[Start of Attachment]

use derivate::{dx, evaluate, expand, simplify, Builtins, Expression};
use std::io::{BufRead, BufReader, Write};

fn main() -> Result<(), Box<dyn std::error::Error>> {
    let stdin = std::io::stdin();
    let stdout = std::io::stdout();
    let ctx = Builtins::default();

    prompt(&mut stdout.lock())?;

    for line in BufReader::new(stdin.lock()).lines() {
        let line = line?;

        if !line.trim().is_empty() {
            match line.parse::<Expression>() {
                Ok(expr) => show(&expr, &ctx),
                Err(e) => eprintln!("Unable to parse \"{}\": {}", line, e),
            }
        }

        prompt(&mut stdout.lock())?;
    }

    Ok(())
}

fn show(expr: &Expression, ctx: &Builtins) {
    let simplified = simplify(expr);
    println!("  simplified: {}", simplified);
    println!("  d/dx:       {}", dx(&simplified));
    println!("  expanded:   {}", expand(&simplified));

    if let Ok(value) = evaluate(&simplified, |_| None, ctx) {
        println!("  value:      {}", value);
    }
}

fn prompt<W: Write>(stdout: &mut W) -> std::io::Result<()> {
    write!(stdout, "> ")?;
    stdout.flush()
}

[End of Attachment]
[Start of Attachment]

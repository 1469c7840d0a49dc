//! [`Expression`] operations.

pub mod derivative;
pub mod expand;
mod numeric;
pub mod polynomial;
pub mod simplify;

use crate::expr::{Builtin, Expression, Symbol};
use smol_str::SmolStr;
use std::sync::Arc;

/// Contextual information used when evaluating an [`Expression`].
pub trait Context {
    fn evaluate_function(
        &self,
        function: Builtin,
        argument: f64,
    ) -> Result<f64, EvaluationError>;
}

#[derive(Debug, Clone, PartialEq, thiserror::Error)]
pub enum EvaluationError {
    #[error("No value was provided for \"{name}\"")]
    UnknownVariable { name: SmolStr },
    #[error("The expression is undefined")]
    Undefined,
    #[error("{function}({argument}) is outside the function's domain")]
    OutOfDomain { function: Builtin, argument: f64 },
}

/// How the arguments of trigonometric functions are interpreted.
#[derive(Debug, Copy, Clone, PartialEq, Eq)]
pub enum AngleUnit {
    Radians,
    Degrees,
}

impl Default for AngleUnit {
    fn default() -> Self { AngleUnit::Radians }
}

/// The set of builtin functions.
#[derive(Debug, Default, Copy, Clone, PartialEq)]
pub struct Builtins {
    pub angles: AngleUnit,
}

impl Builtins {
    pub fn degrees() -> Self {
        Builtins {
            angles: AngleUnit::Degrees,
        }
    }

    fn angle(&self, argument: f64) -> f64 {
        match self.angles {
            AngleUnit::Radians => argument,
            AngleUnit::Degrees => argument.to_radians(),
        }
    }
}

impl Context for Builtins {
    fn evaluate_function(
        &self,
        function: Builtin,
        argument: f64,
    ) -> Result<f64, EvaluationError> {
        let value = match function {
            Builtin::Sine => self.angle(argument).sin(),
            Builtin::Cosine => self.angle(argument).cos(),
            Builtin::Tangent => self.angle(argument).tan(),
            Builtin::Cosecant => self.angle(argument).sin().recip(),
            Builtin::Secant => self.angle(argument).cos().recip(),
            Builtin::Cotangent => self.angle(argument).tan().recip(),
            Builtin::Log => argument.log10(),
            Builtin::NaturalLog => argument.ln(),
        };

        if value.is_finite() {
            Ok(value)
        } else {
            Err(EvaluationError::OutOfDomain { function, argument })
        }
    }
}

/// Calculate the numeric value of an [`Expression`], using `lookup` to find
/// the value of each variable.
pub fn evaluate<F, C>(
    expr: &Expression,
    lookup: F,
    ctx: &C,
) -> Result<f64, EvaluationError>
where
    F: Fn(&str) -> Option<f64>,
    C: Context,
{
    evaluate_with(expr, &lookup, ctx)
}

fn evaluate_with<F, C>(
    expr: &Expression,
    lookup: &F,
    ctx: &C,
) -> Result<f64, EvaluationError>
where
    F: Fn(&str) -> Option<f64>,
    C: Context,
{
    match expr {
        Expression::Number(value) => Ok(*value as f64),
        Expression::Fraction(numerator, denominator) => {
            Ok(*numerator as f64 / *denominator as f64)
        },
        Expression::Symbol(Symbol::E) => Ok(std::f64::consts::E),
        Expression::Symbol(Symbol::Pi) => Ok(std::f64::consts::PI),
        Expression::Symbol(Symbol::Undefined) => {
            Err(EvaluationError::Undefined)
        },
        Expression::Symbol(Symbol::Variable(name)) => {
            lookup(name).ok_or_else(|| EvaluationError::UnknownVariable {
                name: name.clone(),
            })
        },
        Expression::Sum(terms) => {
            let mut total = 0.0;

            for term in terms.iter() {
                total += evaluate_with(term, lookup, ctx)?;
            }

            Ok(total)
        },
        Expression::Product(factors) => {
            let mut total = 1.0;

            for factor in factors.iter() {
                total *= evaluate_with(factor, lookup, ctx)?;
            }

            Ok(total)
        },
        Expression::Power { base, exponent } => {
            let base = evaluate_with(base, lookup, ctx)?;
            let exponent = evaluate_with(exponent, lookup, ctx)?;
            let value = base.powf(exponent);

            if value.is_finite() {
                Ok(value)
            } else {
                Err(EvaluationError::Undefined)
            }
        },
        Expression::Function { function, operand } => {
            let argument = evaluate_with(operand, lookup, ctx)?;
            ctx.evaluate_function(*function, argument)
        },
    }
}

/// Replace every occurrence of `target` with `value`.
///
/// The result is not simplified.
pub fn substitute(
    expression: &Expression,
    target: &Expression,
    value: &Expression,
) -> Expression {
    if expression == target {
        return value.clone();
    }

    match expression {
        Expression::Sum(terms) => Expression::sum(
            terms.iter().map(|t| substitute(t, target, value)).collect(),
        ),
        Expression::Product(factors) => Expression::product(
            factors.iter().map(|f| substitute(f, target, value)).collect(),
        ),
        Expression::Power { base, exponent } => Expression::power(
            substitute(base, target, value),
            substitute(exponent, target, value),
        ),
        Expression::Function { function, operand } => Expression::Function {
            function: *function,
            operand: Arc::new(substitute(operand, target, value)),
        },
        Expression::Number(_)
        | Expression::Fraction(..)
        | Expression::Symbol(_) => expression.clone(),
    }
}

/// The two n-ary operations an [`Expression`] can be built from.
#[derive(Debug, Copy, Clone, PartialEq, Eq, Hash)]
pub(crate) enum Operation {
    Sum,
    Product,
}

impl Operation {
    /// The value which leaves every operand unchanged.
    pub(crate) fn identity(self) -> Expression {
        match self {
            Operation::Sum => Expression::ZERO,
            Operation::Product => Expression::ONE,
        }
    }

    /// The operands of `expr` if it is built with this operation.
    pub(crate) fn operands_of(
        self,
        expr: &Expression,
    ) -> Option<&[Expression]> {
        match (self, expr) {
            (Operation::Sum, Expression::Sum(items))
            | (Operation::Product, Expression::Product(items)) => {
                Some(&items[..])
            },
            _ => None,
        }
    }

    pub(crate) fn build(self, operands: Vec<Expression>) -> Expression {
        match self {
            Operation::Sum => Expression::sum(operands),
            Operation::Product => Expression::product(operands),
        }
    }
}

[End of Attachment]

PROBLEM TO SOLVE: If a line in the data above contains "base", return that line.

ANSWER TO THIS EXERCISE:
        Expression::Power { base, exponent } => {
            let base = evaluate_with(base, lookup, ctx)?;
            let value = base.powf(exponent);
        Expression::Power { base, exponent } => Expression::power(
            substitute(base, target, value),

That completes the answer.